One area that causes much angst for parents is determining how to help and how much to help children with their homework. Checking over an assignment to be sure it is complete and that your children aren’t missing any major concepts is important, but that is quite separate from finishing the assignments for them. When parents get overly involved in their children’s work, then kids do not feel any sense of ownership or accomplishment.

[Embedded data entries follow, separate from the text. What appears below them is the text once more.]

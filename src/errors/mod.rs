//! Error handling module for the DonorOps backend.
//!
//! Provides centralized error types with mapping to HTTP status codes and response envelopes.

use axum::{
    http::StatusCode,
    response::{IntoResponse, Response},
    Json,
};
use serde::{Deserialize, Serialize};

/// Error codes as constants to avoid stringly-typed errors.
pub mod codes {
    pub const UNAUTHORIZED: &str = "UNAUTHORIZED";
    pub const NOT_FOUND: &str = "NOT_FOUND";
    pub const VALIDATION_ERROR: &str = "VALIDATION_ERROR";
    pub const STORAGE_ERROR: &str = "STORAGE_ERROR";
    pub const QUOTA_EXCEEDED: &str = "QUOTA_EXCEEDED";
    pub const DATABASE_ERROR: &str = "DATABASE_ERROR";
    pub const REMOTE_ERROR: &str = "REMOTE_ERROR";
    pub const CONFIG_ERROR: &str = "CONFIG_ERROR";
    pub const INTERNAL_ERROR: &str = "INTERNAL_ERROR";
    pub const BAD_REQUEST: &str = "BAD_REQUEST";
}

/// Application error type.
#[derive(Debug, Clone, PartialEq)]
pub enum AppError {
    /// Authentication required
    Unauthorized(String),
    /// Resource not found
    NotFound(String),
    /// Validation error (bad record shape, unknown filter, unsupported action)
    Validation(String),
    /// Blob could not be written (serialization failure, backend refused the write)
    Storage(String),
    /// Blob larger than the configured storage quota
    QuotaExceeded { key: String, size: usize, quota: usize },
    /// Database error
    Database(String),
    /// Remote dashboard source failed
    Remote(String),
    /// Invalid configuration value
    Config(String),
    /// Internal server error
    Internal(String),
    /// Bad request
    BadRequest(String),
}

impl AppError {
    /// Get the HTTP status code for this error.
    pub fn status_code(&self) -> StatusCode {
        match self {
            AppError::Unauthorized(_) => StatusCode::UNAUTHORIZED,
            AppError::NotFound(_) => StatusCode::NOT_FOUND,
            AppError::Validation(_) => StatusCode::BAD_REQUEST,
            AppError::Storage(_) => StatusCode::INTERNAL_SERVER_ERROR,
            AppError::QuotaExceeded { .. } => StatusCode::INSUFFICIENT_STORAGE,
            AppError::Database(_) => StatusCode::INTERNAL_SERVER_ERROR,
            AppError::Remote(_) => StatusCode::BAD_GATEWAY,
            AppError::Config(_) => StatusCode::INTERNAL_SERVER_ERROR,
            AppError::Internal(_) => StatusCode::INTERNAL_SERVER_ERROR,
            AppError::BadRequest(_) => StatusCode::BAD_REQUEST,
        }
    }

    /// Get the error code for this error.
    pub fn error_code(&self) -> &'static str {
        match self {
            AppError::Unauthorized(_) => codes::UNAUTHORIZED,
            AppError::NotFound(_) => codes::NOT_FOUND,
            AppError::Validation(_) => codes::VALIDATION_ERROR,
            AppError::Storage(_) => codes::STORAGE_ERROR,
            AppError::QuotaExceeded { .. } => codes::QUOTA_EXCEEDED,
            AppError::Database(_) => codes::DATABASE_ERROR,
            AppError::Remote(_) => codes::REMOTE_ERROR,
            AppError::Config(_) => codes::CONFIG_ERROR,
            AppError::Internal(_) => codes::INTERNAL_ERROR,
            AppError::BadRequest(_) => codes::BAD_REQUEST,
        }
    }

    /// Get the error message.
    pub fn message(&self) -> String {
        match self {
            AppError::Unauthorized(msg) => msg.clone(),
            AppError::NotFound(msg) => msg.clone(),
            AppError::Validation(msg) => msg.clone(),
            AppError::Storage(msg) => msg.clone(),
            AppError::QuotaExceeded { key, size, quota } => format!(
                "Storage quota exceeded for {}: {} bytes (quota {} bytes)",
                key, size, quota
            ),
            AppError::Database(msg) => msg.clone(),
            AppError::Remote(msg) => msg.clone(),
            AppError::Config(msg) => msg.clone(),
            AppError::Internal(msg) => msg.clone(),
            AppError::BadRequest(msg) => msg.clone(),
        }
    }
}

impl std::fmt::Display for AppError {
    fn fmt(&self, f: &mut std::fmt::Formatter<'_>) -> std::fmt::Result {
        write!(f, "{}: {}", self.error_code(), self.message())
    }
}

impl std::error::Error for AppError {}

impl From<sqlx::Error> for AppError {
    fn from(err: sqlx::Error) -> Self {
        tracing::error!("Database error: {:?}", err);
        AppError::Database(format!("Database error: {}", err))
    }
}

impl From<serde_json::Error> for AppError {
    fn from(err: serde_json::Error) -> Self {
        tracing::error!("JSON error: {:?}", err);
        AppError::BadRequest(format!("JSON error: {}", err))
    }
}

impl From<reqwest::Error> for AppError {
    fn from(err: reqwest::Error) -> Self {
        AppError::Remote(format!("Remote request failed: {}", err))
    }
}

/// Error details in the response envelope.
#[derive(Debug, Serialize, Deserialize)]
pub struct ErrorDetails {
    pub code: String,
    pub message: String,
    #[serde(skip_serializing_if = "Option::is_none")]
    pub details: Option<serde_json::Value>,
}

/// Error response envelope.
#[derive(Debug, Serialize, Deserialize)]
#[serde(rename_all = "camelCase")]
pub struct ErrorResponse {
    pub success: bool,
    pub error: ErrorDetails,
    pub revision_id: i64,
}

impl ErrorResponse {
    pub fn new(error: &AppError, revision_id: i64) -> Self {
        let details = match error {
            AppError::QuotaExceeded { key, size, quota } => Some(serde_json::json!({
                "key": key,
                "size": size,
                "quota": quota,
            })),
            _ => None,
        };

        Self {
            success: false,
            error: ErrorDetails {
                code: error.error_code().to_string(),
                message: error.message(),
                details,
            },
            revision_id,
        }
    }
}

/// Wrapper type for errors that carry revision_id context.
#[derive(Debug)]
pub struct AppErrorWithRevision {
    pub error: AppError,
    pub revision_id: i64,
}

impl IntoResponse for AppErrorWithRevision {
    fn into_response(self) -> Response {
        let status = self.error.status_code();
        let body = ErrorResponse::new(&self.error, self.revision_id);
        (status, Json(body)).into_response()
    }
}
//! Startup seeding of the demo collections.

use super::Repository;
use crate::errors::AppError;
use crate::models::{BlogArticle, Distributor, Entity, Project, Resource, Supplier, TeamMember};

/// Outcome of one seeding run.
#[derive(Debug, Clone, Default, PartialEq, Eq)]
pub struct SeedReport {
    /// Kinds whose collection was written.
    pub seeded: Vec<&'static str>,
    /// Kinds that already had data.
    pub skipped: Vec<&'static str>,
}

async fn seed_one<E: Entity>(repo: &Repository, report: &mut SeedReport) -> Result<(), AppError> {
    if repo.store::<E>().seed_if_absent().await? {
        tracing::info!("Seeded {} {} records", E::seed().len(), E::KIND);
        report.seeded.push(E::KIND);
    } else {
        report.skipped.push(E::KIND);
    }
    Ok(())
}

/// Seed every collection that has no stored data. Safe to run on every start.
pub async fn seed_all(repo: &Repository) -> Result<SeedReport, AppError> {
    let mut report = SeedReport::default();

    seed_one::<BlogArticle>(repo, &mut report).await?;
    seed_one::<Resource>(repo, &mut report).await?;
    seed_one::<Supplier>(repo, &mut report).await?;
    seed_one::<Distributor>(repo, &mut report).await?;
    seed_one::<TeamMember>(repo, &mut report).await?;
    seed_one::<Project>(repo, &mut report).await?;

    tracing::info!(
        "Seeding done: {} seeded, {} already present",
        report.seeded.len(),
        report.skipped.len()
    );
    Ok(report)
}

#[cfg(test)]
mod tests {
    use super::*;
    use crate::db::MemoryStorage;
    use std::sync::Arc;

    #[tokio::test]
    async fn test_seed_all_twice() {
        let repo = Repository::new(Arc::new(MemoryStorage::new()));

        let first = seed_all(&repo).await.unwrap();
        assert_eq!(first.seeded.len(), 6);
        assert!(first.skipped.is_empty());

        let revision = repo.revision_id().await.unwrap();
        let second = seed_all(&repo).await.unwrap();
        assert!(second.seeded.is_empty());
        assert_eq!(second.skipped.len(), 6);
        assert_eq!(repo.revision_id().await.unwrap(), revision);
    }
}
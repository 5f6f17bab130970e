//! Dashboard API endpoint.

use axum::extract::State;

use super::{error, success, ApiResult};
use crate::dashboard::DashboardSummary;
use crate::AppState;

/// GET /api/dashboard - Collection counts and budget totals.
pub async fn get_dashboard(State(state): State<AppState>) -> ApiResult<DashboardSummary> {
    let revision_id = state.repo.revision_id().await.unwrap_or(0);

    match state.dashboard.summary(&state.repo).await {
        Ok(summary) => success(summary, revision_id),
        Err(e) => error(e, revision_id),
    }
}
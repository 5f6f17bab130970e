//! Pre-shared-key guard for the admin API.
//!
//! The key is accepted from `x-api-key` or an `Authorization: Bearer` header
//! and compared in constant time.

use axum::{
    extract::Request,
    http::{header, HeaderMap},
    middleware::Next,
    response::{IntoResponse, Response},
};
use subtle::ConstantTimeEq;

use crate::errors::{AppError, AppErrorWithRevision};

/// Header name for the API key.
pub const API_KEY_HEADER: &str = "x-api-key";

/// Key presented by the caller, `x-api-key` first.
fn presented_key(headers: &HeaderMap) -> Option<&str> {
    headers
        .get(API_KEY_HEADER)
        .and_then(|v| v.to_str().ok())
        .or_else(|| {
            headers
                .get(header::AUTHORIZATION)
                .and_then(|v| v.to_str().ok())
                .and_then(|s| s.strip_prefix("Bearer "))
        })
        .map(str::trim)
        .filter(|key| !key.is_empty())
}

/// Check the request headers against the configured key.
///
/// With no key configured every request passes.
pub fn authorize(expected: Option<&str>, headers: &HeaderMap) -> Result<(), AppError> {
    let Some(expected) = expected else {
        return Ok(());
    };

    match presented_key(headers) {
        Some(key) if constant_time_compare(key, expected) => Ok(()),
        Some(_) => Err(AppError::Unauthorized("Invalid API key".to_string())),
        None => Err(AppError::Unauthorized("Missing API key".to_string())),
    }
}

/// Middleware rejecting requests without the configured key.
pub async fn psk_auth_layer(expected_psk: Option<String>, request: Request, next: Next) -> Response {
    match authorize(expected_psk.as_deref(), request.headers()) {
        Ok(()) => next.run(request).await,
        Err(error) => {
            tracing::warn!(
                "Rejected {} {}: {}",
                request.method(),
                request.uri().path(),
                error.message()
            );
            AppErrorWithRevision {
                error,
                revision_id: 0,
            }
            .into_response()
        }
    }
}

fn constant_time_compare(a: &str, b: &str) -> bool {
    a.as_bytes().ct_eq(b.as_bytes()).into()
}
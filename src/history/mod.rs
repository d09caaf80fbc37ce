//! History tree manager.
//!
//! Owns the on-disk site history around a render:
//!
//! ```text
//! {site_root}/{prefix}/
//! ├── index.html       # redirect to the newest run
//! ├── last-history/    # continuity fragment for the next run
//! └── {run}/           # one folder per retained run
//!     ├── index.html
//!     └── history/
//! ```
//!
//! Before rendering it seeds the results with the previous `last-history`
//! and, for staged publishes, copies the previous site into the output root.
//! After the continuity update it prunes run folders beyond the retention
//! limit.

pub mod retention;
pub mod tree;

use std::path::Path;

use tracing::{info, warn};

use crate::config::RunConfig;
use crate::errors::{PublishError, PublishResult};
use crate::fsutil::{copy_tree_merge, ensure_dir};

pub use retention::{ArchivedRun, RetentionPlan, RunOrdering, archived_runs, plan_retention};
pub use tree::{FsTree, SiteEntry, SiteTree};

/// A run folder that could not be removed.
#[derive(Debug, Clone, PartialEq, Eq)]
pub struct PruneFailure {
    pub folder_name: String,
    pub error: String,
}

/// Result of a retention pass.
#[derive(Debug, Clone, PartialEq, Eq)]
pub struct PruneReport {
    pub ordering: RunOrdering,
    pub kept: Vec<String>,
    pub removed: Vec<String>,
    pub failed: Vec<PruneFailure>,
}

impl PruneReport {
    pub fn total_found(&self) -> usize {
        self.kept.len() + self.removed.len() + self.failed.len()
    }
}

/// Stateless manager over a [`SiteTree`]; every call takes the run config.
#[derive(Debug, Clone, Default)]
pub struct HistoryManager<T: SiteTree = FsTree> {
    tree: T,
}

impl HistoryManager<FsTree> {
    pub fn new() -> Self {
        Self { tree: FsTree }
    }
}

impl<T: SiteTree> HistoryManager<T> {
    pub fn with_tree(tree: T) -> Self {
        Self { tree }
    }

    /// Copy the previous `last-history` fragment into `{results}/history`.
    ///
    /// Creates an empty fragment on first run. The source is copied, never
    /// moved, so a rerun sees the same previous history.
    pub fn merge_previous_history(&self, config: &RunConfig) -> PublishResult<usize> {
        let fragment = config.previous_last_history();
        ensure_dir(&fragment)?;
        let copied = copy_tree_merge(&fragment, &config.results_history_dir())?;
        info!(
            files = copied,
            from = %fragment.display(),
            "Merged previous history into results"
        );
        Ok(copied)
    }

    /// For staged publishes, merge the previous site into the output root so
    /// the new run lands next to every archived run. No-op when in place.
    pub fn stage_previous_site(&self, config: &RunConfig) -> PublishResult<Option<usize>> {
        if config.is_in_place() {
            return Ok(None);
        }
        let copied = copy_tree_merge(&config.history_root, &config.output_root)?;
        info!(
            files = copied,
            from = %config.history_root.display(),
            to = %config.output_root.display(),
            "Copied previous site into output root"
        );
        Ok(Some(copied))
    }

    /// List the archived runs under `root`.
    pub fn archived_runs(&self, root: &Path, current: Option<&str>) -> PublishResult<Vec<ArchivedRun>> {
        let entries = self
            .tree
            .entries(root)
            .map_err(|e| PublishError::io(root, e))?;
        Ok(archived_runs(&entries, current))
    }

    /// Work out which runs under `root` exceed `limit`, without deleting.
    pub fn plan(
        &self,
        root: &Path,
        limit: usize,
        protect: Option<&str>,
    ) -> PublishResult<RetentionPlan> {
        let runs = self.archived_runs(root, protect)?;
        Ok(plan_retention(runs, limit, protect))
    }

    /// Delete the folders a plan selected. Failures are logged per folder and
    /// do not stop the remaining removals.
    pub fn apply(&self, root: &Path, plan: RetentionPlan) -> PruneReport {
        let mut removed = Vec::new();
        let mut failed = Vec::new();

        for run in plan.remove {
            let path = root.join(&run.folder_name);
            info!("Removing {} ...", run.folder_name);
            match self.tree.remove_subtree(&path) {
                Ok(()) => removed.push(run.folder_name),
                Err(e) => {
                    warn!(
                        folder = %path.display(),
                        error = %e,
                        "Failed to remove archived run, continuing"
                    );
                    failed.push(PruneFailure {
                        folder_name: run.folder_name,
                        error: e.to_string(),
                    });
                }
            }
        }

        PruneReport {
            ordering: plan.ordering,
            kept: plan.keep.into_iter().map(|r| r.folder_name).collect(),
            removed,
            failed,
        }
    }

    /// Plan and apply a retention pass over `root`.
    pub fn prune_root(
        &self,
        root: &Path,
        limit: usize,
        protect: Option<&str>,
    ) -> PublishResult<PruneReport> {
        let plan = self.plan(root, limit, protect)?;
        info!(
            "Found {} report(s) in history, keeping {}",
            plan.keep.len() + plan.remove.len(),
            if limit == 0 {
                "all".to_string()
            } else {
                limit.to_string()
            }
        );
        Ok(self.apply(root, plan))
    }

    /// Retention pass over the published tree, protecting the new run.
    pub fn prune(&self, config: &RunConfig) -> PublishResult<PruneReport> {
        self.prune_root(
            &config.output_root,
            config.retention_limit,
            Some(&config.run_identifier),
        )
    }
}
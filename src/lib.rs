pub mod config;
pub mod continuity;
pub mod errors;
pub mod fsutil;
pub mod history;
pub mod landing;
pub mod outputs;
pub mod pipeline;
pub mod render;

pub use config::{CiContext, RawInputs, RunConfig};
pub use errors::{PublishError, StageError};
pub use pipeline::{PublishOutcome, Publisher, Stage};
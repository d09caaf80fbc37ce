//! Continuity updater.
//!
//! Promotes the `history/` fragment the renderer just produced to the
//! canonical `last-history` directory that the next run seeds its results
//! from. The new fragment is assembled in a hidden sibling directory and then
//! swapped in with two renames. `last-history` is never half-copied. It is
//! briefly absent between the renames, and if the swap fails the previous
//! fragment is renamed back.

use std::fs;
use std::path::{Path, PathBuf};

use tracing::{info, warn};

use crate::config::{LAST_HISTORY_DIR, RunConfig};
use crate::errors::{PublishError, PublishResult};
use crate::fsutil::copy_tree_merge;

/// Replace `{output_root}/last-history` with `{run_output_dir}/history`.
/// Returns the number of files in the new fragment.
pub fn update_last_history(config: &RunConfig) -> PublishResult<usize> {
    let rendered = config.run_output_dir().join("history");
    replace_fragment(&rendered, &config.published_last_history())
}

/// Replace the directory `target` with a copy of `source`.
pub fn replace_fragment(source: &Path, target: &Path) -> PublishResult<usize> {
    if !source.is_dir() {
        return Err(PublishError::MissingHistory {
            path: source.to_path_buf(),
        });
    }
    let parent = target
        .parent()
        .ok_or_else(|| PublishError::io(target, std::io::Error::other("no parent directory")))?;
    fs::create_dir_all(parent).map_err(|e| PublishError::io(parent, e))?;

    let staging = tempfile::Builder::new()
        .prefix(&format!(".{}-", LAST_HISTORY_DIR))
        .tempdir_in(parent)
        .map_err(|e| PublishError::io(parent, e))?;
    let copied = copy_tree_merge(source, staging.path())?;

    let backup = if target.exists() {
        let backup = backup_path(target);
        if backup.exists() {
            fs::remove_dir_all(&backup).map_err(|e| PublishError::io(&backup, e))?;
        }
        fs::rename(target, &backup).map_err(|e| PublishError::io(target, e))?;
        Some(backup)
    } else {
        None
    };

    if let Err(e) = fs::rename(staging.path(), target) {
        if let Some(backup) = &backup {
            // put the previous fragment back so the next run still has it
            if let Err(restore) = restore_backup(backup, target) {
                warn!(
                    backup = %backup.display(),
                    target = %target.display(),
                    error = %restore,
                    "Failed to restore previous history fragment"
                );
            }
        }
        return Err(PublishError::io(target, e));
    }

    if let Some(backup) = backup {
        if let Err(e) = fs::remove_dir_all(&backup) {
            warn!(
                path = %backup.display(),
                error = %e,
                "Failed to remove previous history fragment"
            );
        }
    }

    info!(
        files = copied,
        to = %target.display(),
        "Updated last history"
    );
    Ok(copied)
}

fn restore_backup(backup: &Path, target: &Path) -> std::io::Result<()> {
    fs::rename(backup, target)
}

fn backup_path(target: &Path) -> PathBuf {
    let name = target
        .file_name()
        .map(|n| n.to_string_lossy().to_string())
        .unwrap_or_else(|| LAST_HISTORY_DIR.to_string());
    target.with_file_name(format!(".{}.old-{}", name, std::process::id()))
}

Just the thought of homework conjures up many different reactions in different households. While some see assignments as a way to reinforce learning and teach responsibility, others view it as an annoyance, interrupting family time and extracurricular activities. For some, it is a battleground. Children may procrastinate, dilly-dally, or do a mediocre job completing their coursework. Moms and dads become the enforcers, not a very “fun” part of parenting. If parents concentrate on the negative aspects of homework, they will want to “get through it” as quickly as possible and if children can’t dispense with the work fast enough, parents may be tempted to expedite the process by helping them or doing it for them.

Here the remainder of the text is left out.